Wildlife Tourism in Thailand

Wildlife Tourism in Thailand

Picture by N. Pundt. Made with https://www.canva.com/ .

Whether it’s a zoo, a park or a wildlife sanctuary, Thailand has a broad variety of animal attractions for tourists and locals to explore. Tigers, elephants, monkeys, snakes, you name it. These parks are often advertised to tourists by travel agencies or travel blogs as something that you must visit while in Thailand. These sanctuaries and animal rescues can be amazing places for endangered animal breeding programs and for educational purposes. Unfortunately there is also a dark side to Thailand’s wildlife tourism.

Thai Fauna

Thailand has a diverse ecosystem that is home to many different animals. The elephant, or ช้าง(ไทย), is the most iconic animal of the country. This is because it has been Thailand’s official animal for many years. You can find the Thai elephant anywhere in the country! Whether you see one in real life or just as a design on your Thai tourist pants, their presence is undeniable. Other well-known animals include tigers, leopards, tapirs, monkeys and otters. Reptiles such as crocodiles, snakes, lizards and turtles are popular as well. Besides mammals and reptiles Thailand is also home to over 900 different species of birds [7]. Sam Roi Yot National Park for example hosts six different types of hornbills. [8]

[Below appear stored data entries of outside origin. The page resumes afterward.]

#![forbid(unsafe_code)]

//! String and id-array forms of a pattern.
//!
//! A dot's id is `row * size + column`. Grids with at most ten cells write
//! one decimal digit per dot (`"0148"`), which keeps stored patterns from
//! the stock 3×3 widget readable. Larger grids write comma-separated ids
//! (`"0,5,10,15"`) so multi-digit ids stay unambiguous.
//!
//! Decoding is strict: any character outside the format, any id past the
//! grid, and any repeated id is a [`DecodeError`]. There is no partial
//! result.

use patternlock_core::{DecodeError, Grid, Pattern};
use tracing::debug;

const DELIMITER: char = ',';

/// How ids are laid out in the string form.
#[derive(Debug, Clone, Copy, PartialEq, Eq, Hash)]
pub enum IdFormat {
    /// One decimal digit per dot, no separator.
    Compact,
    /// Decimal ids separated by commas.
    Delimited,
}

impl IdFormat {
    /// The format used for `grid`.
    #[must_use]
    pub fn for_grid(grid: Grid) -> Self {
        if grid.cell_count() <= 10 {
            Self::Compact
        } else {
            Self::Delimited
        }
    }
}

/// Serialize `pattern` in draw order. An empty pattern encodes to `""`.
#[must_use]
pub fn encode(pattern: &Pattern) -> String {
    let ids = pattern.iter().map(|dot| dot.id().to_string());
    match IdFormat::for_grid(pattern.grid()) {
        IdFormat::Compact => ids.collect(),
        IdFormat::Delimited => ids.collect::<Vec<_>>().join(","),
    }
}

/// Parse a string produced by [`encode`] for a grid of the same size.
pub fn decode(grid: Grid, input: &str) -> Result<Pattern, DecodeError> {
    let result = match IdFormat::for_grid(grid) {
        IdFormat::Compact => decode_compact(grid, input),
        IdFormat::Delimited => decode_delimited(grid, input),
    };
    if let Err(err) = &result {
        debug!(
            size = grid.size(),
            input_len = input.len(),
            error = %err,
            "pattern decode failed"
        );
    }
    result
}

/// Dot ids in draw order.
#[must_use]
pub fn to_ids(pattern: &Pattern) -> Vec<u32> {
    pattern.ids()
}

/// Build a pattern from dot ids.
///
/// Error positions are indices into `ids`.
pub fn from_ids(grid: Grid, ids: impl IntoIterator<Item = u32>) -> Result<Pattern, DecodeError> {
    let mut pattern = Pattern::new(grid);
    for (index, id) in ids.into_iter().enumerate() {
        push_id(&mut pattern, index, u64::from(id))?;
    }
    Ok(pattern)
}

fn decode_compact(grid: Grid, input: &str) -> Result<Pattern, DecodeError> {
    let mut pattern = Pattern::new(grid);
    for (index, ch) in input.char_indices() {
        let digit = ch
            .to_digit(10)
            .ok_or(DecodeError::InvalidCharacter { index, found: ch })?;
        push_id(&mut pattern, index, u64::from(digit))?;
    }
    Ok(pattern)
}

fn decode_delimited(grid: Grid, input: &str) -> Result<Pattern, DecodeError> {
    let mut pattern = Pattern::new(grid);
    if input.is_empty() {
        return Ok(pattern);
    }

    let mut start = 0;
    for field in input.split(DELIMITER) {
        if field.is_empty() {
            return Err(DecodeError::EmptyField { index: start });
        }
        let id = parse_id(field, start)?;
        push_id(&mut pattern, start, id)?;
        start += field.len() + DELIMITER.len_utf8();
    }
    Ok(pattern)
}

/// Parse a decimal field starting at byte `offset`, saturating on overflow
/// so the range check reports it.
fn parse_id(field: &str, offset: usize) -> Result<u64, DecodeError> {
    let mut id: u64 = 0;
    for (i, ch) in field.char_indices() {
        let digit = ch.to_digit(10).ok_or(DecodeError::InvalidCharacter {
            index: offset + i,
            found: ch,
        })?;
        id = id.saturating_mul(10).saturating_add(u64::from(digit));
    }
    Ok(id)
}

fn push_id(pattern: &mut Pattern, index: usize, id: u64) -> Result<(), DecodeError> {
    let grid = pattern.grid();
    let max = grid.cell_count() - 1;
    let dot = u32::try_from(id)
        .ok()
        .and_then(|id| grid.dot_by_id(id))
        .ok_or(DecodeError::IdOutOfRange { index, id, max })?;
    pattern.try_push(dot).map_err(|_| DecodeError::DuplicateId {
        index,
        id: dot.id(),
    })
}

#[cfg(test)]
mod tests {
    use super::*;

    fn grid(size: u16) -> Grid {
        Grid::new(size).unwrap()
    }

    fn pattern(size: u16, ids: &[u32]) -> Pattern {
        from_ids(grid(size), ids.iter().copied()).unwrap()
    }

    #[test]
    fn format_switches_past_ten_cells() {
        assert_eq!(IdFormat::for_grid(grid(1)), IdFormat::Compact);
        assert_eq!(IdFormat::for_grid(grid(3)), IdFormat::Compact);
        assert_eq!(IdFormat::for_grid(grid(4)), IdFormat::Delimited);
    }

    #[test]
    fn encode_compact_is_digit_string() {
        assert_eq!(encode(&pattern(3, &[0, 4, 8])), "048");
        assert_eq!(encode(&pattern(3, &[6, 3, 0, 1, 2])), "63012");
    }

    #[test]
    fn encode_delimited_uses_commas() {
        assert_eq!(encode(&pattern(4, &[0, 5, 10, 15])), "0,5,10,15");
        assert_eq!(encode(&pattern(5, &[24])), "24");
    }

    #[test]
    fn empty_pattern_is_empty_string() {
        assert_eq!(encode(&Pattern::new(grid(3))), "");
        assert_eq!(encode(&Pattern::new(grid(6))), "");
        assert!(decode(grid(3), "").unwrap().is_empty());
        assert!(decode(grid(6), "").unwrap().is_empty());
    }

    #[test]
    fn decode_compact() {
        let p = decode(grid(3), "2587").unwrap();
        assert_eq!(p.ids(), vec![2, 5, 8, 7]);
        let last = p.last().unwrap();
        assert_eq!((last.row(), last.column()), (2, 1));
    }

    #[test]
    fn decode_compact_rejects_out_of_range_digit() {
        assert_eq!(
            decode(grid(2), "019"),
            Err(DecodeError::IdOutOfRange {
                index: 2,
                id: 9,
                max: 3
            })
        );
    }

    #[test]
    fn decode_compact_rejects_non_digit() {
        assert_eq!(
            decode(grid(3), "01a"),
            Err(DecodeError::InvalidCharacter {
                index: 2,
                found: 'a'
            })
        );
        assert!(matches!(
            decode(grid(3), "0,1"),
            Err(DecodeError::InvalidCharacter { index: 1, .. })
        ));
    }

    #[test]
    fn decode_rejects_duplicates() {
        assert_eq!(
            decode(grid(3), "0120"),
            Err(DecodeError::DuplicateId { index: 3, id: 0 })
        );
        assert_eq!(
            decode(grid(4), "3,7,3"),
            Err(DecodeError::DuplicateId { index: 4, id: 3 })
        );
    }

    #[test]
    fn decode_delimited() {
        assert_eq!(decode(grid(4), "15,10,5,0").unwrap().ids(), vec![15, 10, 5, 0]);
    }

    #[test]
    fn decode_delimited_reports_field_offsets() {
        assert_eq!(
            decode(grid(4), "1,,2"),
            Err(DecodeError::EmptyField { index: 2 })
        );
        assert_eq!(decode(grid(4), "1,"), Err(DecodeError::EmptyField { index: 2 }));
        assert_eq!(
            decode(grid(4), "1,16"),
            Err(DecodeError::IdOutOfRange {
                index: 2,
                id: 16,
                max: 15
            })
        );
        assert_eq!(
            decode(grid(4), "1, 2"),
            Err(DecodeError::InvalidCharacter {
                index: 2,
                found: ' '
            })
        );
    }

    #[test]
    fn decode_huge_id_saturates() {
        let err = decode(grid(4), "99999999999999999999999").unwrap_err();
        assert_eq!(
            err,
            DecodeError::IdOutOfRange {
                index: 0,
                id: u64::MAX,
                max: 15
            }
        );
    }

    #[test]
    fn ids_round_trip() {
        let p = pattern(5, &[12, 7, 2, 3]);
        assert_eq!(to_ids(&p), vec![12, 7, 2, 3]);
        assert_eq!(from_ids(grid(5), to_ids(&p)).unwrap(), p);
    }

    #[test]
    fn from_ids_indexes_errors_by_position() {
        assert_eq!(
            from_ids(grid(3), [0, 9]),
            Err(DecodeError::IdOutOfRange {
                index: 1,
                id: 9,
                max: 8
            })
        );
        assert_eq!(
            from_ids(grid(3), [4, 4]),
            Err(DecodeError::DuplicateId { index: 1, id: 4 })
        );
    }

    #[tracing_test::traced_test]
    #[test]
    fn decode_failure_is_logged() {
        let _ = decode(grid(3), "x");
        assert!(logs_contain("pattern decode failed"));
    }
}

As a tourist there are many ways to see and experience Thai wildlife. If you go to a zoo or a sanctuary you can see many different species of animals. But you can also go places where there is only one kind of animal. If that is more up alley then farms are the place to go. The most popular include elephant farms and tiger farms. Besides those there are also snake farms, monkey farms, cattle farms. If you´re from Europe like me, or any other Western country, you probably have a different idea of what to expect from a farm. Let’s have a look at the most popular types of animal farms in Thailand.

Elephant farms

For a long time elephants played an important part of Thai culture. In the past the Thai elephant was used to help people with manual labour. Back when logging was still legal elephants were trained to transport the heavy logs, carrying them through the forests [1]. Even more surprising is that the Thai elephant was used during times of war. It even gained the nickname of the ´warm blooded tank`. [5]

Picture by N. Pundt. Questionnable Elephant Park in Chiang Mai Province, Thailand. 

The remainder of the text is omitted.